Suenan teléfonos en las demás oficinas. Por la calle avanzan cuatro carriles de tráfico.
—Cuando estaba escribiendo el libro [su autobiografía] —dice Manson—, todavía no había llegado a la conclusión de lo mucho que me parezco a mi abuelo. Hasta que llegué al final del libro no me di cuenta. De que de niño yo lo veía como a un monstruo porque tenía ropa de mujer y consoladores y todo eso, y a fin de cuentas resulta que yo me he vuelto mucho peor de lo que era mi abuelo.
»Creo que no le he contado esto a nadie —dice Manson—, pero lo que he descubierto durante el último año es que mi padre y mi abuelo nunca se llevaron bien. Mi padre volvió de la guerra de Vietnam, y como que lo echaron a la calle y le dijeron que tenía que pagar alquiler... Hay algo realmente oscuro en esa historia que nunca me ha gustado. Y el año pasado mi padre me contó que había descubierto que no era su padre verdadero. Y oír aquello fue muy extraño, porque de pronto empezó a tener sentido que lo trataran así de mal y que tuviera una relación familiar tan rara. Resulta verdaderamente extraño pensar que no era mi abuelo de verdad.
Dice:
—Sospecho que hay tantas imágenes de la muerte porque de niño, por el hecho de estar siempre enfermo y de tener tantos parientes enfermos, viví durante mucho tiempo con el miedo a la muerte. Viví con miedo al demonio. Con miedo al fin del mundo. Al Éxtasis, que es un mito cristiano que descubrí que ni siquiera existe en la Biblia. Y me acabé convirtiendo en todo eso. Acabé convirtiéndome en las cosas que temía. Así es como conseguí vencerlas.
En el desván, Manson reparte su quinta carta: el Ahorcado.
—La quinta carta es más bien tu pasado reciente —dice—. También se supone que significa que ha tenido lugar alguna clase de cambio.
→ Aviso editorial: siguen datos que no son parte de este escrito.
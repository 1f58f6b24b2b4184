use std::sync::Arc;

use blockdag_consensus_core::{BlockId, BlockIdMap, BlockIdSet, KType, errors::traversal::TraversalResult};
use blockdag_core::log::trace;
use itertools::Itertools;

use crate::{
    model::stores::{
        ghostdag::{GhostdagData, GhostdagStoreReader},
        relations::RelationsStoreReader,
    },
    processes::traversal_manager::DagTraversalManager,
};

/// Classifies blocks by the PHANTOM k-cluster rule. Borrows the stores for the duration of one
/// query; all parents of a block passed to [`GhostdagManager::ghostdag`] must already be classified.
pub struct GhostdagManager<'a, T: GhostdagStoreReader, S: RelationsStoreReader> {
    pub(super) k: KType,
    pub(super) ghostdag_store: &'a T,
    pub(super) relations_store: &'a S,
}

#[derive(Debug, Clone, Copy, PartialEq, Eq)]
enum ColoringOutput {
    Blue,
    Red,
}

impl<'a, T: GhostdagStoreReader, S: RelationsStoreReader> GhostdagManager<'a, T, S> {
    pub fn new(k: KType, ghostdag_store: &'a T, relations_store: &'a S) -> Self {
        Self { k, ghostdag_store, relations_store }
    }

    pub fn k(&self) -> KType {
        self.k
    }

    pub fn genesis_ghostdag_data(&self) -> GhostdagData {
        GhostdagData::new_genesis()
    }

    pub(super) fn traversal_manager(&self) -> DagTraversalManager<'a, T, S> {
        DagTraversalManager::new(self.ghostdag_store, self.relations_store)
    }

    /// Runs the GHOSTDAG protocol and calculates the block GhostdagData by the given parents.
    /// The function calculates mergeset blues by iterating over the blocks in
    /// the anticone of the new block selected parent (which is the parent with the
    /// highest blue score, ties broken by the lowest id) and adds any block to the
    /// blue set if by adding it these conditions will not be violated:
    ///
    /// 1) |anticone-of-candidate-block ∩ blue-set-of-new-block| ≤ K
    ///
    /// 2) For every blue block in blue-set-of-new-block:
    ///    |(anticone-of-blue-block ∩ blue-set-new-block) ∪ {candidate-block}| ≤ K.
    ///    We validate this condition by checking every blue block in the anticone of the candidate,
    ///    since only those gain the candidate as a new blue anticone member.
    ///
    /// Candidates are visited in ascending (blue score, id) order and the blue set grows as they
    /// are accepted, so the order is part of the result. Anticones are confined to the past of
    /// the new block, which is all the classification can observe.
    ///
    /// An empty `parents` slice yields the genesis data.
    pub fn ghostdag(&self, parents: &[BlockId]) -> TraversalResult<GhostdagData> {
        let Some(selected_parent) = self.find_selected_parent(parents.iter().copied())? else {
            return Ok(self.genesis_ghostdag_data());
        };

        let selected_parent_data = self.ghostdag_store.get_data(selected_parent)?;
        let ordered_mergeset = self.ordered_mergeset_without_selected_parent(selected_parent, parents)?;
        let past = self.traversal_manager().past_of_parents(parents)?;

        let mut new_block_data =
            Arc::new(GhostdagData::new_with_selected_parent(selected_parent, &selected_parent_data.local_blue_view));
        new_block_data.mark_candidates_red(&ordered_mergeset);

        // Anticones within `past` stay fixed throughout this classification, so they are computed at most once
        let mut anticones = BlockIdMap::new();
        for candidate in ordered_mergeset {
            match self.check_blue_candidate(&new_block_data, candidate, &past, &mut anticones)? {
                ColoringOutput::Blue => new_block_data.add_blue(candidate),
                ColoringOutput::Red => new_block_data.add_red(candidate),
            }
        }

        // The selected parent leads `mergeset_blues` and accounts for the +1
        let blue_score = selected_parent_data.blue_score + new_block_data.mergeset_blues.len() as u64;
        new_block_data.finalize_score(blue_score);

        Ok(Arc::unwrap_or_clone(new_block_data))
    }

    fn check_blue_candidate(
        &self,
        new_block_data: &GhostdagData,
        candidate: BlockId,
        past: &BlockIdSet,
        anticones: &mut BlockIdMap<BlockIdSet>,
    ) -> TraversalResult<ColoringOutput> {
        let k = self.k as usize;

        let blues_in_candidate_anticone = self
            .cached_anticone(candidate, past, anticones)?
            .iter()
            .copied()
            .filter(|block| new_block_data.is_blue(*block))
            .sorted()
            .collect_vec();
        if blues_in_candidate_anticone.len() > k {
            trace!(
                "candidate {} is red: {} blues in its anticone exceed k={}",
                candidate,
                blues_in_candidate_anticone.len(),
                self.k
            );
            return Ok(ColoringOutput::Red);
        }

        // Accepting the candidate grows the blue anticone of every blue block in its anticone by one
        for blue in blues_in_candidate_anticone {
            let blue_anticone_size =
                self.cached_anticone(blue, past, anticones)?.iter().filter(|block| new_block_data.is_blue(**block)).count();
            if blue_anticone_size + 1 > k {
                trace!(
                    "candidate {} is red: blue block {} already has {} blues in its anticone (k={})",
                    candidate,
                    blue,
                    blue_anticone_size,
                    self.k
                );
                return Ok(ColoringOutput::Red);
            }
        }

        trace!("candidate {} is blue", candidate);
        Ok(ColoringOutput::Blue)
    }

    fn cached_anticone<'c>(
        &self,
        block: BlockId,
        past: &BlockIdSet,
        anticones: &'c mut BlockIdMap<BlockIdSet>,
    ) -> TraversalResult<&'c BlockIdSet> {
        if !anticones.contains_key(&block) {
            let anticone = self.traversal_manager().anticone_within(block, past)?;
            anticones.insert(block, anticone);
        }
        Ok(&anticones[&block])
    }
}
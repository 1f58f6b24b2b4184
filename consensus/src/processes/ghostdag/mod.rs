pub mod mergeset;
pub mod ordering;
pub mod protocol;
use crate::BlockId;
use serde::{Deserialize, Serialize};

/// A block as supplied by a topology source: an id, a creation-time hint and its direct parents.
/// Only genesis has no parents.
#[derive(Clone, Debug, PartialEq, Eq, Serialize, Deserialize)]
pub struct Block {
    pub id: BlockId,
    #[serde(default)]
    pub timestamp: u64,
    pub parents: Vec<BlockId>,
}

impl Block {
    pub fn new(id: BlockId, timestamp: u64, parents: Vec<BlockId>) -> Self {
        Self { id, timestamp, parents }
    }

    pub fn genesis(id: BlockId, timestamp: u64) -> Self {
        Self { id, timestamp, parents: Vec::new() }
    }

    pub fn is_genesis(&self) -> bool {
        self.parents.is_empty()
    }
}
En este caso, podría querer decir que he aprendido a concentrarme mucho más y que en cierto sentido he descuidado mis amistades y mis relaciones.
Dice:
—Nací en mil novecientos sesenta y nueve, y ese año se ha convertido en el eje central de muchas cosas, sobre todo de este disco,
Holy Wood.
Es porque mil novecientos sesenta y nueve fue el final de muchas cosas. La cultura cambió por completo, y creo que es muy importante que sea también la fecha de mi nacimiento. El final de los sesenta. El hecho de que Huxley y Kennedy murieran el mismo día. Para mí, aquello abrió una especie de cisma o de portal a lo que iba a pasar después. Empecé a ver paralelismos en todas partes. Altamont fue como el Woodstock del noventa y nueve. Vivo en la misma casa donde vivieron los Stones cuando escribieron «Let It Bleed». Encontré
Cocksucker Blues,
una película muy poco conocida que hicieron, y aparecen en mi sala de estar escribiendo «Gimme Shelter». Y «Gimme Shelter» fue la canción que acabó siendo emblemática de toda la tragedia de Altamont. Y los asesinatos de Charlie Manson son algo con lo que he estado obsesionado siempre, desde que era niño. Para mí, tuvieron la misma cobertura mediática que Columbine.